*What you will do:* Report back every line of the entries that contains "keywords", exactly as written.

*Material for this exercise:*

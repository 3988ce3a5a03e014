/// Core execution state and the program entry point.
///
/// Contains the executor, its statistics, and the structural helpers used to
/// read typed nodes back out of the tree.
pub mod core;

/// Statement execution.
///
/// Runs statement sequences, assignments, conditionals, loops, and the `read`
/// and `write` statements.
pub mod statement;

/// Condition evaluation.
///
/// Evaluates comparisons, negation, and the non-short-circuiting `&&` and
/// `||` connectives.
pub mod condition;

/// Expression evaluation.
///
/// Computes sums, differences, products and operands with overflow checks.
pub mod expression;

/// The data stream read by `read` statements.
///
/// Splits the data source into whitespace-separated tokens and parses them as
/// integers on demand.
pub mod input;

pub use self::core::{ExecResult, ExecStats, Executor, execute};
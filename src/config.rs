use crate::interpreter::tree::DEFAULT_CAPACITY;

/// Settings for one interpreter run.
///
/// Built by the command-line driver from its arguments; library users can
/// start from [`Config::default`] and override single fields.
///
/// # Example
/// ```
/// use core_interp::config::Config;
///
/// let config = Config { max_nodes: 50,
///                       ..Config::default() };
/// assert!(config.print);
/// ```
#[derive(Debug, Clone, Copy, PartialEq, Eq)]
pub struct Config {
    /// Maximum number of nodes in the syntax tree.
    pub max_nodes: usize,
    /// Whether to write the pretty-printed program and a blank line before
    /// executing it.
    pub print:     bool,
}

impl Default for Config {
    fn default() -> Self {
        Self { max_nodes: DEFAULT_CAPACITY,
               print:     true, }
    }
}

==

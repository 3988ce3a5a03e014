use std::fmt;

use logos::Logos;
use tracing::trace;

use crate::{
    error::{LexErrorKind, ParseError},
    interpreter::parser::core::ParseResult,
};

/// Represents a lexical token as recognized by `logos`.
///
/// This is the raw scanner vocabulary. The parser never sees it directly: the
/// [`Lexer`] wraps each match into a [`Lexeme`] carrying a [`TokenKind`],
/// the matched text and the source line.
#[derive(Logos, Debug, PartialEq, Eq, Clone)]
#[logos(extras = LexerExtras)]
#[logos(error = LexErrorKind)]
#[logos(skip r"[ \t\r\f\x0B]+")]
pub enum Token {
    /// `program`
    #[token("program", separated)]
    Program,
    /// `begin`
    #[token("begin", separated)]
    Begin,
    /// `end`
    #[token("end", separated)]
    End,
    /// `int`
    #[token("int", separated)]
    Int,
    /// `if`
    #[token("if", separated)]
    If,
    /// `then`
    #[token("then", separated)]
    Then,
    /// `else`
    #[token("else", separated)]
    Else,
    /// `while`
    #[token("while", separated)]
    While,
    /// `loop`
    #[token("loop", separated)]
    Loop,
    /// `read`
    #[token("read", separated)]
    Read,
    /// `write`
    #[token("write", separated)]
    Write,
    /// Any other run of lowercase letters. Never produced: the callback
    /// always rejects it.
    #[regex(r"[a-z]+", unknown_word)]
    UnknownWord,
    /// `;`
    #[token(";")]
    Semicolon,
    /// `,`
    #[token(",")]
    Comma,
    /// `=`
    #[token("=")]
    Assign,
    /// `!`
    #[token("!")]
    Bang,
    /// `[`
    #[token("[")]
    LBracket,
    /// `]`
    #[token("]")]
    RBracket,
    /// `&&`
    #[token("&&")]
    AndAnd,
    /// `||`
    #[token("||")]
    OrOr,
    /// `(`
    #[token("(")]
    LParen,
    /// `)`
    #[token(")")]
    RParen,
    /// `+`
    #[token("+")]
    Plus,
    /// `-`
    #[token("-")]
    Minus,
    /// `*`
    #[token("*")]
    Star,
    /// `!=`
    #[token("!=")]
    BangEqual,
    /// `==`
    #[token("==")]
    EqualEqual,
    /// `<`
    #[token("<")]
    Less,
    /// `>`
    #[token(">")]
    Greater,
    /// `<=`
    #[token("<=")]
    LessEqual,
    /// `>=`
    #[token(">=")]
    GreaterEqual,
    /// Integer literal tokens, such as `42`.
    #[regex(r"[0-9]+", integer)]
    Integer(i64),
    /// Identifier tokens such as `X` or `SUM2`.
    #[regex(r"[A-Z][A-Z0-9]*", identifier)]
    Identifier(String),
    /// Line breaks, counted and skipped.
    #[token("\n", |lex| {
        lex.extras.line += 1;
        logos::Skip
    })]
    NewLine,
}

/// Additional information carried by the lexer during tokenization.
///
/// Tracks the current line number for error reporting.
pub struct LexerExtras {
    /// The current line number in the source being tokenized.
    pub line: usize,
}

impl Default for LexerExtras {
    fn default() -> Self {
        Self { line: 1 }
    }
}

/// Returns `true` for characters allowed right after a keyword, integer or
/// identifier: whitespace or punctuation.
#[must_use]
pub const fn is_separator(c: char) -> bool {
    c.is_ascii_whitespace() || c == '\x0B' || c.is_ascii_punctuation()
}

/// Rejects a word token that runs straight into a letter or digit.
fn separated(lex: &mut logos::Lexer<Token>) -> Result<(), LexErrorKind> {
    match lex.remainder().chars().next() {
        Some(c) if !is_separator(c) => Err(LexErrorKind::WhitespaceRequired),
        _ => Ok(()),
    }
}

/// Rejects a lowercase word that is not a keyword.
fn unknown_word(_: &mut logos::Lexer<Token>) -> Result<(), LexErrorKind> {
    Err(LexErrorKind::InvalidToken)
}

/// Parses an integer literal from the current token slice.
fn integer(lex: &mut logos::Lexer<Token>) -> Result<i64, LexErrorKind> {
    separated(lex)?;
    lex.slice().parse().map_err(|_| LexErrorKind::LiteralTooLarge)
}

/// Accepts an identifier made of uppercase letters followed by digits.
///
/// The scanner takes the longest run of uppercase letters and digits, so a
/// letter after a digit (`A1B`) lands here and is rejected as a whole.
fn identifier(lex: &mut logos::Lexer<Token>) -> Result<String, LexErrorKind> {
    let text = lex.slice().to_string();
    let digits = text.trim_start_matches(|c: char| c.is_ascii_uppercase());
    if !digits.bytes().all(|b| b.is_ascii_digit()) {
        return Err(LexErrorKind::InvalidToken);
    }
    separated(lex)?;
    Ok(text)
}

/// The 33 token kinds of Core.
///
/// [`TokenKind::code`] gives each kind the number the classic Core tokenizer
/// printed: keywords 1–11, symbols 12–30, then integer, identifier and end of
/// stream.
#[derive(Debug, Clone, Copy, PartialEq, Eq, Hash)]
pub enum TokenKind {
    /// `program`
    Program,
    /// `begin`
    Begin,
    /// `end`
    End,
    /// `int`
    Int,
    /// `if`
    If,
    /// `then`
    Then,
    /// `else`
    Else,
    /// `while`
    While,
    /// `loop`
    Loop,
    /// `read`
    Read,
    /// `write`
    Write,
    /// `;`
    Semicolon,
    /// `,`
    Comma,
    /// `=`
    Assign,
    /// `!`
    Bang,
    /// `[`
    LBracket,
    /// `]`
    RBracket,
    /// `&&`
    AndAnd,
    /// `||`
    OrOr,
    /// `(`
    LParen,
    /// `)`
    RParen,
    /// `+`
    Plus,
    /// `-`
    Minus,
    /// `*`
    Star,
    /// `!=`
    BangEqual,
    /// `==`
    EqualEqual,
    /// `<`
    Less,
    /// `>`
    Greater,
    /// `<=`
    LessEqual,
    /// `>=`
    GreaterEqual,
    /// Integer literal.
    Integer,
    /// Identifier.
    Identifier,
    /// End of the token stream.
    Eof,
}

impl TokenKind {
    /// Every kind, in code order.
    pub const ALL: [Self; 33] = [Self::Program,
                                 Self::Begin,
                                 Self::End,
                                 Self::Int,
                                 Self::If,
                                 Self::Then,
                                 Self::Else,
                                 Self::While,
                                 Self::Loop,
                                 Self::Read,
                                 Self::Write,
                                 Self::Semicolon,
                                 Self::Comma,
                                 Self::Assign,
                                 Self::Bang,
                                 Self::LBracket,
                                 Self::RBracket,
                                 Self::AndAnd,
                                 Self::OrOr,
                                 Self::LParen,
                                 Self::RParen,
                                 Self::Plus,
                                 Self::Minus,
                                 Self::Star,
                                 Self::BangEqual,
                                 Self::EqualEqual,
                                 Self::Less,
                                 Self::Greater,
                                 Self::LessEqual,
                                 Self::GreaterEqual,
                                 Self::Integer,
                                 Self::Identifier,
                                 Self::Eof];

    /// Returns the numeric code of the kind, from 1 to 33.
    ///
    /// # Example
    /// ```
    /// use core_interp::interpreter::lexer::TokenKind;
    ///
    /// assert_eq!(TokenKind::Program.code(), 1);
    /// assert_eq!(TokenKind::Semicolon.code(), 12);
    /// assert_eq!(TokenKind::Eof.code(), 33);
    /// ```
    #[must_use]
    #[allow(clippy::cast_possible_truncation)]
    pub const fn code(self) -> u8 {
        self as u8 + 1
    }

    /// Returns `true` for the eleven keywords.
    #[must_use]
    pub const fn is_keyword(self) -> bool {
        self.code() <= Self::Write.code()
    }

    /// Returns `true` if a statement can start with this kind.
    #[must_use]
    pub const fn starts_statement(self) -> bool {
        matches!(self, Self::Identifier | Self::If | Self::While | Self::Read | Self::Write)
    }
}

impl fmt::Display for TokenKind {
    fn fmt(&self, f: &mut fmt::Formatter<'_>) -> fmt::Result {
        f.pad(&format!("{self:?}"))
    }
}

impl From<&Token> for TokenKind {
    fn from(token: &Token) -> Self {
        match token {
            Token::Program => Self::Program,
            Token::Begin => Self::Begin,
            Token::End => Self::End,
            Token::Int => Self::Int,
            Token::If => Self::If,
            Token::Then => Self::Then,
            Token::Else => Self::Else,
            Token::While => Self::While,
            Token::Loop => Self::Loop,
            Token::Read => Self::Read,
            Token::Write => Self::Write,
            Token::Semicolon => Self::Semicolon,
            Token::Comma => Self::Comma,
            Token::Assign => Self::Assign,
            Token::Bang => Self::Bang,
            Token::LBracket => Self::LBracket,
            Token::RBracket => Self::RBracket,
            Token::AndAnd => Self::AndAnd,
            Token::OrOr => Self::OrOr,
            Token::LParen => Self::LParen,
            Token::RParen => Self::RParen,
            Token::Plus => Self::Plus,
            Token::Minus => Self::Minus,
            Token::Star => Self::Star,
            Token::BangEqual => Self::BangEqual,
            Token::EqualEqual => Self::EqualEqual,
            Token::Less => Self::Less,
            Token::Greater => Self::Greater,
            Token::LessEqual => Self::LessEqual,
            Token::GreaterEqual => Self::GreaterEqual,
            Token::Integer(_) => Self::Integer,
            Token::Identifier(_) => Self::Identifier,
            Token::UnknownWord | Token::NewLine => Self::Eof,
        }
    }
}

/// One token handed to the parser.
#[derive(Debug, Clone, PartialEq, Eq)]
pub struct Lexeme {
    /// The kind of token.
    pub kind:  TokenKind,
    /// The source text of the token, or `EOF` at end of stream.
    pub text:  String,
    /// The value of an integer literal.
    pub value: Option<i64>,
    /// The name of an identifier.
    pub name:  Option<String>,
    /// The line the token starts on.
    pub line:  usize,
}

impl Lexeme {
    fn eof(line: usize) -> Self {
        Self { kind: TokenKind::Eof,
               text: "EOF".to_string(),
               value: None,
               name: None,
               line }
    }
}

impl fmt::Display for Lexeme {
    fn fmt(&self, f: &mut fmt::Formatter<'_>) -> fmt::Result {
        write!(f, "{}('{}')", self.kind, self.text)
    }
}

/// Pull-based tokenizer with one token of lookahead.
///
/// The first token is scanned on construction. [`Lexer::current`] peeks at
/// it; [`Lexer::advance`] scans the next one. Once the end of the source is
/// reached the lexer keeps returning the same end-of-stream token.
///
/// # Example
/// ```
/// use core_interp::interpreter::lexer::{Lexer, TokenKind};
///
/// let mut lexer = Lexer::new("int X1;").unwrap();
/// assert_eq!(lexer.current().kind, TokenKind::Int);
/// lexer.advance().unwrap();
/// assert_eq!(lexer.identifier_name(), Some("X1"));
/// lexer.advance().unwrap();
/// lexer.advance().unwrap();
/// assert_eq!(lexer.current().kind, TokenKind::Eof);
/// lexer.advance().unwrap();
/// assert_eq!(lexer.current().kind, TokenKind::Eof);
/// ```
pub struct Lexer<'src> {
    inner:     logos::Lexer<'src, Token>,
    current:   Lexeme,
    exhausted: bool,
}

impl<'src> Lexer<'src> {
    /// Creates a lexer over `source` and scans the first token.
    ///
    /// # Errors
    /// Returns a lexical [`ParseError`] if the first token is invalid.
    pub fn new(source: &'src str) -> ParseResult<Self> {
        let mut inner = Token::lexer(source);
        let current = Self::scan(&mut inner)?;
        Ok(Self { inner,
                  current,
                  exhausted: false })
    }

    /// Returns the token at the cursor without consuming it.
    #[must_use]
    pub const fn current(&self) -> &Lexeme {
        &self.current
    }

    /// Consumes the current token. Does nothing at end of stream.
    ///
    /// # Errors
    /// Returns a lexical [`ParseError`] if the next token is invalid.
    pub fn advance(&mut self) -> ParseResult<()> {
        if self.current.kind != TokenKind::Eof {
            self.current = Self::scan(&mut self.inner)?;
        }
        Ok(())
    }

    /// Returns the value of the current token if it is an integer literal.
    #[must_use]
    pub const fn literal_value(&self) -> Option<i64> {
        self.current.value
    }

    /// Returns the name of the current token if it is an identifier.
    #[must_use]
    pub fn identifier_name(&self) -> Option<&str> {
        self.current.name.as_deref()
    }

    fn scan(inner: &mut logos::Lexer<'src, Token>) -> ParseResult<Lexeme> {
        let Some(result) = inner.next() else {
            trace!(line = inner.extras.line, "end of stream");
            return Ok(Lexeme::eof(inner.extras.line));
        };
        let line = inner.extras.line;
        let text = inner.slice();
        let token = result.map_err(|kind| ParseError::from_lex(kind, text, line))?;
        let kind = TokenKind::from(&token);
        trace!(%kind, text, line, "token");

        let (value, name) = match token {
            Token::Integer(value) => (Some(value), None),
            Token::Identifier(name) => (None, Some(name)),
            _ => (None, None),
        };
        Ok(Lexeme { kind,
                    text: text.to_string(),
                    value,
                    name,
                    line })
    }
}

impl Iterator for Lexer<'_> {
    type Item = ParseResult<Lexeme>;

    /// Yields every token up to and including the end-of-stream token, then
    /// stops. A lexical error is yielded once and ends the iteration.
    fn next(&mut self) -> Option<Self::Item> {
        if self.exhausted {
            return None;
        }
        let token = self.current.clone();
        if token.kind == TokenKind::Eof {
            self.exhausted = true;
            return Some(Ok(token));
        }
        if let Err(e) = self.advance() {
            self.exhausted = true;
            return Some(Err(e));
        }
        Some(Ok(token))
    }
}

*Answer to this task:*
/// printed: keywords 1–11, symbols 12–30, then integer, identifier and end of
    /// Returns `true` for the eleven keywords.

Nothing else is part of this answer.